Stored data:
impl ManualCompactionCommand {
    /// Returns `true` when no concurrency limit applies.
    #[must_use]
    pub const fn is_unlimited(&self) -> bool {
        self.max_concurrent_running_count == 0
    }

    /// Translates the command into the app envs the replica servers watch.
    ///
    /// `now_secs` becomes the trigger time of a one-shot compaction.
    #[must_use]
    pub fn to_app_envs(&self, now_secs: u64) -> BTreeMap<String, String> {
        let (trigger_key, level_key, bottommost_key, trigger_time) = match self.compaction_type {
            CompactionType::Once => (
                env_keys::MANUAL_COMPACT_ONCE_TRIGGER_TIME,
                env_keys::MANUAL_COMPACT_ONCE_TARGET_LEVEL,
                env_keys::MANUAL_COMPACT_ONCE_BOTTOMMOST_LEVEL_COMPACTION,
                now_secs.to_string(),
            ),
            CompactionType::Periodic => (
                env_keys::MANUAL_COMPACT_PERIODIC_TRIGGER_TIME,
                env_keys::MANUAL_COMPACT_PERIODIC_TARGET_LEVEL,
                env_keys::MANUAL_COMPACT_PERIODIC_BOTTOMMOST_LEVEL_COMPACTION,
                self.trigger_time.clone(),
            ),
        };

        let mut envs = BTreeMap::new();
        envs.insert(
            env_keys::MANUAL_COMPACT_DISABLED.to_string(),
            "false".to_string(),
        );
        envs.insert(trigger_key.to_string(), trigger_time);
        envs.insert(level_key.to_string(), self.target_level.to_string());
        envs.insert(
            bottommost_key.to_string(),
            self.bottommost_level_policy.as_str().to_string(),
        );
        if !self.is_unlimited() {
            envs.insert(
                env_keys::MANUAL_COMPACT_MAX_CONCURRENT_RUNNING_COUNT.to_string(),
                self.max_concurrent_running_count.to_string(),
            );
        }
        envs
    }
}

// ---------------------------------------------------------------------------
// Usage scenario
// ---------------------------------------------------------------------------

/// Storage-engine tuning profile of an app.
#[derive(Debug, Clone, Copy, PartialEq, Eq, Hash, Serialize, Deserialize)]
#[serde(rename_all = "snake_case")]
pub enum UsageScenario {
    Normal,
    BulkLoad,
}

impl UsageScenario {
    #[must_use]
    pub const fn as_str(self) -> &'static str {
        match self {
            Self::Normal => "normal",
            Self::BulkLoad => "bulk_load",
        }
    }

    /// The single app env that selects this scenario.
    #[must_use]
    pub fn to_app_envs(self) -> BTreeMap<String, String> {
        BTreeMap::from([(
            env_keys::ROCKSDB_USAGE_SCENARIO.to_string(),
            self.as_str().to_string(),
        )])
    }
}

impl fmt::Display for UsageScenario {
    fn fmt(&self, f: &mut fmt::Formatter<'_>) -> fmt::Result {
        f.write_str(self.as_str())
    }
}

/// Body of `app/usage_scenario`.
#[derive(Debug, Clone, PartialEq, Eq, Serialize, Deserialize)]
pub struct UsageScenarioCommand {
    pub app_name: String,
    pub scenario: UsageScenario,
}

impl AdminCommand for UsageScenarioCommand {
    fn validate(&self, _limits: &CommandLimits) -> Result<(), CommandError> {
        require_non_empty("app_name", &self.app_name)
    }
}

// ---------------------------------------------------------------------------
// Tests
// ---------------------------------------------------------------------------

#[cfg(test)]
mod tests {
    use proptest::prelude::*;

    use super::*;

    fn decode<C: AdminCommand>(body: &str) -> Result<C, CommandError> {
        decode_command(body.as_bytes(), &CommandLimits::default())
    }

    fn malformed_message(err: CommandError) -> String {
        match err {
            CommandError::Malformed(msg) => msg,
            other => panic!("expected Malformed, got {other:?}"),
        }
    }

    // ---- BulkLoadStartCommand ----

    #[test]
    fn bulk_load_decodes_all_fields() {
        let cmd: BulkLoadStartCommand = decode(
            r#"{"app_name":"t1","cluster_name":"c1","file_provider_type":"hdfs","remote_root_path":"/bulk"}"#,
        )
        .unwrap();
        assert_eq!(cmd.app_name, "t1");
        assert_eq!(cmd.cluster_name, "c1");
        assert_eq!(cmd.file_provider_type, "hdfs");
        assert_eq!(cmd.remote_root_path, "/bulk");
    }

    #[test]
    fn bulk_load_missing_field_names_it() {
        let err = decode::<BulkLoadStartCommand>(
            r#"{"app_name":"t1","cluster_name":"c1","file_provider_type":"hdfs"}"#,
        )
        .unwrap_err();
        assert!(malformed_message(err).contains("remote_root_path"));
    }

    #[test]
    fn bulk_load_ignores_unknown_fields() {
        let cmd: BulkLoadStartCommand = decode(
            r#"{"app_name":"t1","cluster_name":"c1","file_provider_type":"hdfs","remote_root_path":"/bulk","ingest_behind":true}"#,
        )
        .unwrap();
        assert_eq!(cmd.app_name, "t1");
    }

    #[test]
    fn bulk_load_rejects_empty_app_name() {
        let err = decode::<BulkLoadStartCommand>(
            r#"{"app_name":"","cluster_name":"c1","file_provider_type":"hdfs","remote_root_path":"/bulk"}"#,
        )
        .unwrap_err();
        assert_eq!(err, CommandError::EmptyField { field: "app_name" });
    }

    #[test]
    fn empty_body_is_rejected() {
        assert_eq!(
            decode::<BulkLoadStartCommand>("  \n").unwrap_err(),
            CommandError::EmptyBody
        );
    }

    #[test]
    fn non_object_body_is_malformed() {
        let err = decode::<UsageScenarioCommand>("[1,2,3]").unwrap_err();
        assert!(matches!(err, CommandError::Malformed(_)));
    }

    // ---- ManualCompactionCommand ----

    #[test]
    fn compaction_once_decodes_with_defaults() {
        let cmd: ManualCompactionCommand = decode(
            r#"{"app_name":"t1","type":"once","target_level":-1,"bottommost_level_compaction":"skip"}"#,
        )
        .unwrap();
        assert_eq!(cmd.compaction_type, CompactionType::Once);
        assert_eq!(cmd.bottommost_level_policy, BottommostLevelPolicy::Skip);
        assert_eq!(cmd.max_concurrent_running_count, 0);
        assert!(cmd.trigger_time.is_empty());
    }

    #[test]
    fn compaction_accepts_alias_field_names() {
        let cmd: ManualCompactionCommand = decode(
            r#"{"app_name":"t1","compaction_type":"periodic","target_level":2,"bottommost_level_policy":"force","trigger_time":"3:00"}"#,
        )
        .unwrap();
        assert_eq!(cmd.compaction_type, CompactionType::Periodic);
        assert_eq!(cmd.bottommost_level_policy, BottommostLevelPolicy::Force);
    }

    #[test]
    fn compaction_periodic_without_trigger_time_is_rejected() {
        let err = decode::<ManualCompactionCommand>(
            r#"{"app_name":"t1","type":"periodic","target_level":-1,"bottommost_level_compaction":"skip"}"#,
        )
        .unwrap_err();
        assert_eq!(err, CommandError::MissingTriggerTime);
    }

    #[test]
    fn compaction_once_with_trigger_time_is_rejected() {
        let err = decode::<ManualCompactionCommand>(
            r#"{"app_name":"t1","type":"once","target_level":-1,"bottommost_level_compaction":"skip","trigger_time":"3:00"}"#,
        )
        .unwrap_err();
        assert_eq!(err, CommandError::UnexpectedTriggerTime);
    }

    #[test]
    fn compaction_once_with_blank_trigger_time_is_accepted() {
        let cmd: ManualCompactionCommand = decode(
            r#"{"app_name":"t1","type":"once","target_level":-1,"bottommost_level_compaction":"skip","trigger_time":" "}"#,
        )
        .unwrap();
        assert_eq!(cmd.compaction_type, CompactionType::Once);
    }

    #[test]
    fn compaction_zero_concurrency_means_unlimited() {
        let cmd: ManualCompactionCommand = decode(
            r#"{"app_name":"t1","type":"once","target_level":0,"bottommost_level_compaction":"skip","max_concurrent_running_count":0}"#,
        )
        .unwrap();
        assert!(cmd.is_unlimited());
    }

    #[test]
    fn compaction_negative_concurrency_is_type_error() {
        let err = decode::<ManualCompactionCommand>(
            r#"{"app_name":"t1","type":"once","target_level":0,"bottommost_level_compaction":"skip","max_concurrent_running_count":-3}"#,
        )
        .unwrap_err();
        assert!(matches!(err, CommandError::Malformed(_)));
    }

    #[test]
    fn compaction_unknown_type_is_rejected() {
        let err = decode::<ManualCompactionCommand>(
            r#"{"app_name":"t1","type":"daily","target_level":0,"bottommost_level_compaction":"skip"}"#,
        )
        .unwrap_err();
        assert!(malformed_message(err).contains("daily"));
    }

    #[test]
    fn compaction_unknown_bottommost_policy_is_rejected() {
        let err = decode::<ManualCompactionCommand>(
            r#"{"app_name":"t1","type":"once","target_level":0,"bottommost_level_compaction":"always"}"#,
        )
        .unwrap_err();
        assert!(matches!(err, CommandError::Malformed(_)));
    }

    #[test]
    fn compaction_string_target_level_is_type_error() {
        let err = decode::<ManualCompactionCommand>(
            r#"{"app_name":"t1","type":"once","target_level":"1","bottommost_level_compaction":"skip"}"#,
        )
        .unwrap_err();
        assert!(malformed_message(err).contains("invalid type"));
    }

    #[test]
    fn compaction_target_level_bounds() {
        let limits = CommandLimits { num_levels: 6 };
        let mut cmd = ManualCompactionCommand {
            app_name: "t1".into(),
            compaction_type: CompactionType::Once,
            target_level: 6,
            bottommost_level_policy: BottommostLevelPolicy::Skip,
            max_concurrent_running_count: 0,
            trigger_time: String::new(),
        };
        assert!(cmd.validate(&limits).is_ok());

        cmd.target_level = 7;
        assert_eq!(
            cmd.validate(&limits),
            Err(CommandError::TargetLevelOutOfRange {
                target_level: 7,
                num_levels: 6
            })
        );

        cmd.target_level = -2;
        assert!(cmd.validate(&limits).is_err());
    }

    #[test]
    fn once_compaction_envs_use_now() {
        let cmd = ManualCompactionCommand {
            app_name: "t1".into(),
            compaction_type: CompactionType::Once,
            target_level: -1,
            bottommost_level_policy: BottommostLevelPolicy::Force,
            max_concurrent_running_count: 0,
            trigger_time: String::new(),
        };
        let envs = cmd.to_app_envs(1_700_000_000);
        assert_eq!(
            envs[env_keys::MANUAL_COMPACT_ONCE_TRIGGER_TIME],
            "1700000000"
        );
        assert_eq!(envs[env_keys::MANUAL_COMPACT_ONCE_TARGET_LEVEL], "-1");
        assert_eq!(
            envs[env_keys::MANUAL_COMPACT_ONCE_BOTTOMMOST_LEVEL_COMPACTION],
            "force"
        );
        assert_eq!(envs[env_keys::MANUAL_COMPACT_DISABLED], "false");
        assert!(!envs.contains_key(env_keys::MANUAL_COMPACT_MAX_CONCURRENT_RUNNING_COUNT));
    }

    #[test]
    fn periodic_compaction_envs_keep_trigger_time_and_limit() {
        let cmd = ManualCompactionCommand {
            app_name: "t1".into(),
            compaction_type: CompactionType::Periodic,
            target_level: 3,
            bottommost_level_policy: BottommostLevelPolicy::Skip,
            max_concurrent_running_count: 4,
            trigger_time: "3:00,21:00".into(),
        };
        let envs = cmd.to_app_envs(0);
        assert_eq!(
            envs[env_keys::MANUAL_COMPACT_PERIODIC_TRIGGER_TIME],
            "3:00,21:00"
        );
        assert_eq!(envs[env_keys::MANUAL_COMPACT_PERIODIC_TARGET_LEVEL], "3");
        assert_eq!(
            envs[env_keys::MANUAL_COMPACT_MAX_CONCURRENT_RUNNING_COUNT],
            "4"
        );
        assert!(!envs.contains_key(env_keys::MANUAL_COMPACT_ONCE_TRIGGER_TIME));
    }

    // ---- UsageScenarioCommand ----

    #[test]
    fn scenario_decodes_bulk_load() {
        let cmd: UsageScenarioCommand =
            decode(r#"{"app_name":"t1","scenario":"bulk_load"}"#).unwrap();
        assert_eq!(cmd.scenario, UsageScenario::BulkLoad);
        assert_eq!(
            cmd.scenario.to_app_envs()[env_keys::ROCKSDB_USAGE_SCENARIO],
            "bulk_load"
        );
    }

    #[test]
    fn scenario_unknown_value_is_rejected() {
        let err = decode::<UsageScenarioCommand>(r#"{"app_name":"t1","scenario":"unknown"}"#)
            .unwrap_err();
        assert!(malformed_message(err).contains("unknown"));
    }

    // ---- Properties ----

    fn bottommost() -> impl Strategy<Value = BottommostLevelPolicy> {
        prop_oneof![
            Just(BottommostLevelPolicy::Skip),
            Just(BottommostLevelPolicy::Force)
        ]
    }

    proptest! {
        #[test]
        fn periodic_without_trigger_time_always_rejected(
            app_name in ".*",
            target_level in any::<i32>(),
            policy in bottommost(),
            concurrency in any::<u32>(),
            blank in "[ \t]{0,3}",
        ) {
            let cmd = ManualCompactionCommand {
                app_name,
                compaction_type: CompactionType::Periodic,
                target_level,
                bottommost_level_policy: policy,
                max_concurrent_running_count: concurrency,
                trigger_time: blank,
            };
            prop_assert_eq!(
                cmd.validate(&CommandLimits::default()),
                Err(CommandError::MissingTriggerTime)
            );
        }

        #[test]
        fn periodic_with_trigger_time_accepted(
            app_name in "[a-z][a-z0-9_]{0,15}",
            target_level in -1i32..=7,
            policy in bottommost(),
            concurrency in any::<u32>(),
            trigger_time in "[0-9]{1,2}:[0-9]{2}(,[0-9]{1,2}:[0-9]{2}){0,2}",
        ) {
            let cmd = ManualCompactionCommand {
                app_name,
                compaction_type: CompactionType::Periodic,
                target_level,
                bottommost_level_policy: policy,
                max_concurrent_running_count: concurrency,
                trigger_time,
            };
            prop_assert!(cmd.validate(&CommandLimits::default()).is_ok());
        }
    }
}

EXERCISE GOAL: Whenever a line in the data holds "Just", copy that line.

THE ANSWER:
            Just(BottommostLevelPolicy::Skip),
            Just(BottommostLevelPolicy::Force)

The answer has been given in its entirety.